# Transfer Learning with Convolutional Neural Networks for Hydrological Streamline Detection

## Authors:
Nattapon Jaroenchai a, b
Shaowen Wang a, b, *
Lawrence V. Stanislawski c
Ethan Shavers c
E. Lynn Usery c
Shaohua Wang a, b
Sophie Wang
Li Chen a, b

a Department of Geography and Geographic Information Science, University of Illinois at Urbana-Champaign, Urbana, IL, USA
b CyberGIS Center for Advanced Digital and Spatial Studies, University of Illinois at Urbana-Champaign, Urbana, IL, USA
c U.S. Geology Survey, Center of Excellence for Geospatial Information Science, Rolla, MO, USA
d School of Geoscience and Info-Physics, Central South University, Changsha, Hunan, China

## Last Updated Date: August 10, 2023

## Abstract
Streamline network delineation plays a vital role in various scientific disciplines and business applications, such as agriculture sustainability, river dynamics, wetland inventory, watershed analysis, surface water management, and flood mapping. Traditionally, flow accumulation techniques have been used to extract streamlines, which delineate streamline primarily based on topological information. Recently, machine learning techniques such as the U-net model have been applied for streamlining delineation. Even though the model shows promising performance in geographic areas that it has been trained on, its performance drops significantly when applied to other areas. In this paper, we apply a transfer learning approach in which we use the pre-trained network architectures that have been trained on a large dataset, ImageNet. Then, we fine-tuned the neural networks using smaller datasets collected from Rowan Creek and Covington areas in the US. When we compared the models pre-trained on ImageNet with an attention U-net model which are fine-tuned on the Rowan Creek area, we found that the DenseNet169 model achieved an F1-score of 85% which is about 4% higher than the attention U-net model. Then, to compare the transferability of the models, the top three models in Rowan Creek area and the attention U-net model were fine-tuned further with the samples from the Covington area. We were able to achieve an F1-score of 71.87% in predicting the steam pixels in the Covington area which is significantly higher than training the model from scratch with the samples collected from the Covington area and slightly higher than the attention U-net model.

## Keywords:
Transfer Learning, Convolutional neural network, Remote Sensing, Streamline detection

## Table of Content
1. [Study Areas and Input Data](https://colab.research.google.com/drive/1IpcytvADe_jgczhTnPRg2iTlPTAV37zG#scrollTo=fu-qrWMzfDh_&line=1&uniqifier=1)
2. [Model Training Process](#)
3. [Model Evaluation process](#)


## 1. Introduction

In this study, we investigate the transferability of models across two distinct locations: the watershed in Rowan County, North Carolina, and the Covington area in Virginia.

### 1.1 Study Areas

#### 1.1.1 Rowan County, North Carolina

The data for Rowan County, North Carolina (Figure 1), is sourced from the study by Xu et al. (2021). This area comprises a network of tributaries flowing into Second Creek, the primary flowline feature of 12-digit NHD watershed 030401020504. The dataset encompasses 1,400 training samples and 30 validation samples extracted from the upper portion of the area. The test data covers the entire lower area.
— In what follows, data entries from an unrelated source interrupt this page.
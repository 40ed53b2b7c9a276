//! Engine configuration.
//!
//! Settings are loaded from an INI file. Every field has a safe default, and
//! keys missing from the file keep their current value.
//!
//! # Configuration File Format
//!
//! ```ini
//! [screen]
//! preset = HD
//! width = 1280
//! height = 720
//!
//! [loop]
//! fixed_dt = 0.0166667
//! cleanup_interval = 60
//!
//! [physics]
//! min_y = -50
//! max_y = 650
//! despawn_tag = bullet
//!
//! [debug]
//! enabled = false
//!
//! [input]
//! bindings = ./bindings.json
//! ```
//!
//! When `preset` is present it overrides `width`/`height`.

use std::path::{Path, PathBuf};

use configparser::ini::Ini;
use log::{info, warn};
use thiserror::Error;

use crate::components::screenconfig::ScreenPreset;

const DEFAULT_SCREEN_WIDTH: u32 = 1280;
const DEFAULT_SCREEN_HEIGHT: u32 = 720;
const DEFAULT_FIXED_DT: f32 = 1.0 / 60.0;
const DEFAULT_CLEANUP_INTERVAL: u32 = 60;
const DEFAULT_MIN_Y: f32 = -50.0;
const DEFAULT_MAX_Y: f32 = 650.0;
const DEFAULT_DESPAWN_TAG: &str = "bullet";
const DEFAULT_CONFIG_PATH: &str = "./config.ini";

/// Errors raised while reading or writing configuration files.
#[derive(Error, Debug)]
pub enum ConfigError {
    #[error("failed to load config file {path:?}: {message}")]
    Load { path: PathBuf, message: String },

    #[error("failed to save config file {path:?}: {source}")]
    Save {
        path: PathBuf,
        #[source]
        source: std::io::Error,
    },

    #[error("invalid value for [{section}] {key}: {value}")]
    InvalidValue {
        section: &'static str,
        key: &'static str,
        value: String,
    },

    #[error(transparent)]
    Io(#[from] std::io::Error),

    #[error(transparent)]
    Json(#[from] serde_json::Error),
}

pub type ConfigResult<T> = Result<T, ConfigError>;

/// Vertical bounds outside of which the physics system retires entities.
#[derive(Debug, Clone, PartialEq)]
pub struct PhysicsBounds {
    pub min_y: f32,
    pub max_y: f32,
    /// Tag removed from entities that leave the bounds.
    pub despawn_tag: String,
}

impl Default for PhysicsBounds {
    fn default() -> Self {
        Self {
            min_y: DEFAULT_MIN_Y,
            max_y: DEFAULT_MAX_Y,
            despawn_tag: DEFAULT_DESPAWN_TAG.to_string(),
        }
    }
}

impl PhysicsBounds {
    pub fn contains(&self, y: f32) -> bool {
        y >= self.min_y && y <= self.max_y
    }
}

#[derive(Debug, Clone, PartialEq)]
pub struct EngineConfig {
    /// Initial screen width in pixels.
    pub screen_width: u32,
    /// Initial screen height in pixels.
    pub screen_height: u32,
    /// Seconds advanced per frame.
    pub fixed_dt: f32,
    /// Frames between inactive-entity sweeps. `0` disables the sweep.
    pub cleanup_interval: u32,
    pub physics: PhysicsBounds,
    /// Verbose match/unmatch logging.
    pub debug: bool,
    /// Optional JSON key-binding file.
    pub bindings_path: Option<PathBuf>,
    /// Path to the configuration file.
    pub config_path: PathBuf,
}

impl Default for EngineConfig {
    fn default() -> Self {
        Self::new()
    }
}

impl EngineConfig {
    /// Create a configuration with safe default values.
    pub fn new() -> Self {
        Self {
            screen_width: DEFAULT_SCREEN_WIDTH,
            screen_height: DEFAULT_SCREEN_HEIGHT,
            fixed_dt: DEFAULT_FIXED_DT,
            cleanup_interval: DEFAULT_CLEANUP_INTERVAL,
            physics: PhysicsBounds::default(),
            debug: false,
            bindings_path: None,
            config_path: PathBuf::from(DEFAULT_CONFIG_PATH),
        }
    }

    pub fn with_path(path: impl Into<PathBuf>) -> Self {
        Self {
            config_path: path.into(),
            ..Self::new()
        }
    }

    /// Load values from `config_path`. Missing keys retain their current values.
    pub fn load_from_file(&mut self) -> ConfigResult<()> {
        let mut config = Ini::new();
        config.load(&self.config_path).map_err(|message| ConfigError::Load {
            path: self.config_path.clone(),
            message,
        })?;
        self.apply(&config)?;

        info!(
            "Loaded config: {}x{} screen, dt={}, cleanup every {} frames, debug={}",
            self.screen_width, self.screen_height, self.fixed_dt, self.cleanup_interval, self.debug
        );
        Ok(())
    }

    /// Parse values from INI text. Used by tests and embedded defaults.
    pub fn load_from_str(&mut self, text: &str) -> ConfigResult<()> {
        let mut config = Ini::new();
        config.read(text.to_string()).map_err(|message| ConfigError::Load {
            path: PathBuf::from("<string>"),
            message,
        })?;
        self.apply(&config)
    }

    fn apply(&mut self, config: &Ini) -> ConfigResult<()> {
        // [screen]
        if let Some(width) = read_u32(config, "screen", "width") {
            self.screen_width = width;
        }
        if let Some(height) = read_u32(config, "screen", "height") {
            self.screen_height = height;
        }
        if let Some(preset) = config.get("screen", "preset") {
            let preset = ScreenPreset::from_name(&preset).ok_or(ConfigError::InvalidValue {
                section: "screen",
                key: "preset",
                value: preset.clone(),
            })?;
            (self.screen_width, self.screen_height) = preset.size();
        }

        // [loop]
        if let Some(dt) = config.getfloat("loop", "fixed_dt").ok().flatten() {
            if dt <= 0.0 {
                return Err(ConfigError::InvalidValue {
                    section: "loop",
                    key: "fixed_dt",
                    value: dt.to_string(),
                });
            }
            self.fixed_dt = dt as f32;
        }
        if let Some(interval) = read_u32(config, "loop", "cleanup_interval") {
            self.cleanup_interval = interval;
        }

        // [physics]
        if let Some(min_y) = config.getfloat("physics", "min_y").ok().flatten() {
            self.physics.min_y = min_y as f32;
        }
        if let Some(max_y) = config.getfloat("physics", "max_y").ok().flatten() {
            self.physics.max_y = max_y as f32;
        }
        if let Some(tag) = config.get("physics", "despawn_tag") {
            self.physics.despawn_tag = tag;
        }

        // [debug]
        if let Some(enabled) = config.getbool("debug", "enabled").ok().flatten() {
            self.debug = enabled;
        }

        // [input]
        if let Some(path) = config.get("input", "bindings") {
            if path.trim().is_empty() {
                self.bindings_path = None;
            } else {
                self.bindings_path = Some(PathBuf::from(path));
            }
        }

        if self.physics.min_y > self.physics.max_y {
            warn!(
                "physics bounds are inverted (min_y={} > max_y={}); every body will be retired",
                self.physics.min_y, self.physics.max_y
            );
        }
        Ok(())
    }

    /// Save the configuration to `config_path`, creating the file if needed.
    pub fn save_to_file(&self) -> ConfigResult<()> {
        self.save_to(&self.config_path)
    }

    pub fn save_to(&self, path: &Path) -> ConfigResult<()> {
        let mut config = Ini::new();

        config.set("screen", "width", Some(self.screen_width.to_string()));
        config.set("screen", "height", Some(self.screen_height.to_string()));

        config.set("loop", "fixed_dt", Some(self.fixed_dt.to_string()));
        config.set("loop", "cleanup_interval", Some(self.cleanup_interval.to_string()));

        config.set("physics", "min_y", Some(self.physics.min_y.to_string()));
        config.set("physics", "max_y", Some(self.physics.max_y.to_string()));
        config.set("physics", "despawn_tag", Some(self.physics.despawn_tag.clone()));

        config.set("debug", "enabled", Some(self.debug.to_string()));

        if let Some(bindings) = &self.bindings_path {
            config.set("input", "bindings", Some(bindings.display().to_string()));
        }

        config.write(path).map_err(|source| ConfigError::Save {
            path: path.to_path_buf(),
            source,
        })?;

        info!("Saved config to {:?}", path);
        Ok(())
    }

    pub fn screen_size(&self) -> (u32, u32) {
        (self.screen_width, self.screen_height)
    }

    pub fn set_screen_size(&mut self, width: u32, height: u32) {
        self.screen_width = width;
        self.screen_height = height;
    }
}

/// Unsigned value that fits in a `u32`. Out-of-range values are ignored with
/// a warning so the current setting stays in place.
fn read_u32(config: &Ini, section: &str, key: &str) -> Option<u32> {
    let value = config.getuint(section, key).ok().flatten()?;
    match u32::try_from(value) {
        Ok(value) => Some(value),
        Err(_) => {
            warn!("[{}] {} = {} is out of range, keeping the current value", section, key, value);
            None
        }
    }
}

#[cfg(test)]
mod tests {
    use super::*;

    #[test]
    fn defaults_match_engine_constants() {
        let config = EngineConfig::new();
        assert_eq!(config.screen_size(), (1280, 720));
        assert_eq!(config.cleanup_interval, 60);
        assert_eq!(config.physics.min_y, -50.0);
        assert_eq!(config.physics.max_y, 650.0);
        assert_eq!(config.physics.despawn_tag, "bullet");
        assert!(!config.debug);
    }

    #[test]
    fn missing_keys_keep_defaults() {
        let mut config = EngineConfig::new();
        config.load_from_str("[physics]\nmax_y = 480\n").unwrap();
        assert_eq!(config.physics.max_y, 480.0);
        assert_eq!(config.physics.min_y, -50.0);
        assert_eq!(config.screen_size(), (1280, 720));
    }

    #[test]
    fn preset_overrides_explicit_size() {
        let mut config = EngineConfig::new();
        config
            .load_from_str("[screen]\nwidth = 10\nheight = 10\npreset = mobile\n")
            .unwrap();
        assert_eq!(config.screen_size(), (360, 640));
    }

    #[test]
    fn unknown_preset_is_rejected() {
        let mut config = EngineConfig::new();
        let err = config.load_from_str("[screen]\npreset = cinema\n").unwrap_err();
        assert!(matches!(err, ConfigError::InvalidValue { key: "preset", .. }));
    }

    #[test]
    fn save_then_load_preserves_values() {
        let dir = tempfile::tempdir().unwrap();
        let path = dir.path().join("engine.ini");
        let mut config = EngineConfig::with_path(&path);
        config.set_screen_size(800, 600);
        config.cleanup_interval = 30;
        config.debug = true;
        config.physics.despawn_tag = "shot".into();
        config.save_to_file().unwrap();

        let mut loaded = EngineConfig::with_path(&path);
        loaded.load_from_file().unwrap();
        assert_eq!(loaded.screen_size(), (800, 600));
        assert_eq!(loaded.cleanup_interval, 30);
        assert!(loaded.debug);
        assert_eq!(loaded.physics.despawn_tag, "shot");
    }

    #[test]
    fn out_of_range_integers_keep_defaults() {
        let mut config = EngineConfig::new();
        config
            .load_from_str("[screen]\nwidth = 4294967296\nheight = 600\n[loop]\ncleanup_interval = 4294967356\n")
            .unwrap();
        assert_eq!(config.screen_size(), (1280, 600));
        assert_eq!(config.cleanup_interval, 60);
    }

    #[test]
    fn missing_file_is_a_load_error() {
        let mut config = EngineConfig::with_path("/definitely/not/here.ini");
        assert!(matches!(config.load_from_file(), Err(ConfigError::Load { .. })));
    }
}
![Figure 1: Rowan County area](notebook_data/rowan_county_figure.jpg)
*Figure 1: Rowan County area (left: boundary of North Carolina state; middle: a 1-m resolution image of the study area from National Agriculture Imagery Program (NAIP); right: reference stream feature). Source: Xu et al., 2021.*

Eight raster layers are stacked to create the dataset, including a 1-m resolution digital elevation model (DEM), geometric curvature, topographic position index (TPI), zenith angle positive openness, return intensity, and point density information. The statistics for each raster layer are summarized in Table 1.

**Table 1: Summary statistics raster images for Rowan County, NC**  

|Raster Image Name|Minimum|Maximum|Mean|Standard Deviation|Range|  
|---|---|---|---|---|---|  
|Digital elevation model (meters)|194.11|256.19|229.07|12.96|62.07|  
|Geometric curvature|-97.25|97.93|0.01|3.05|195.18|  
|Topographic position index (3x3 window)|-8.59|5.58|6.38|0.18|14.17|  
|Topographic position index (21x21 window)|-13.62|13.29|0|0.93|26.91|  
|Openness (R10, D32) degrees|21.52|118.8|83.41|7.35|97.28|  
|Return intensity|0|55185.39|29047.18|10624.11|55185.39|  
|Return point density 1 ft above ground (points per m²)|0|0.94|0.02|0.04|0.94|  
|Return point density 3 ft above ground (points per m²)|0|2.89|0.12|0.23|2.89|  
*Source: Xu et al., 2021.*

\
#### 1.1.2 Covington River Watershed, Virginia

The second study area is the 12-digit NHD Hydrologic Unit (HU) 020801030302 watershed, encompassing primary tributaries of Covington and Rush Rivers in Rappahannock County, northern Virginia (Figure 2). The area covers 108 square kilometers and exhibits diverse land cover, temperature ranges, and elevation characteristics. The watershed's features were rasterized to 1-m resolution for reference.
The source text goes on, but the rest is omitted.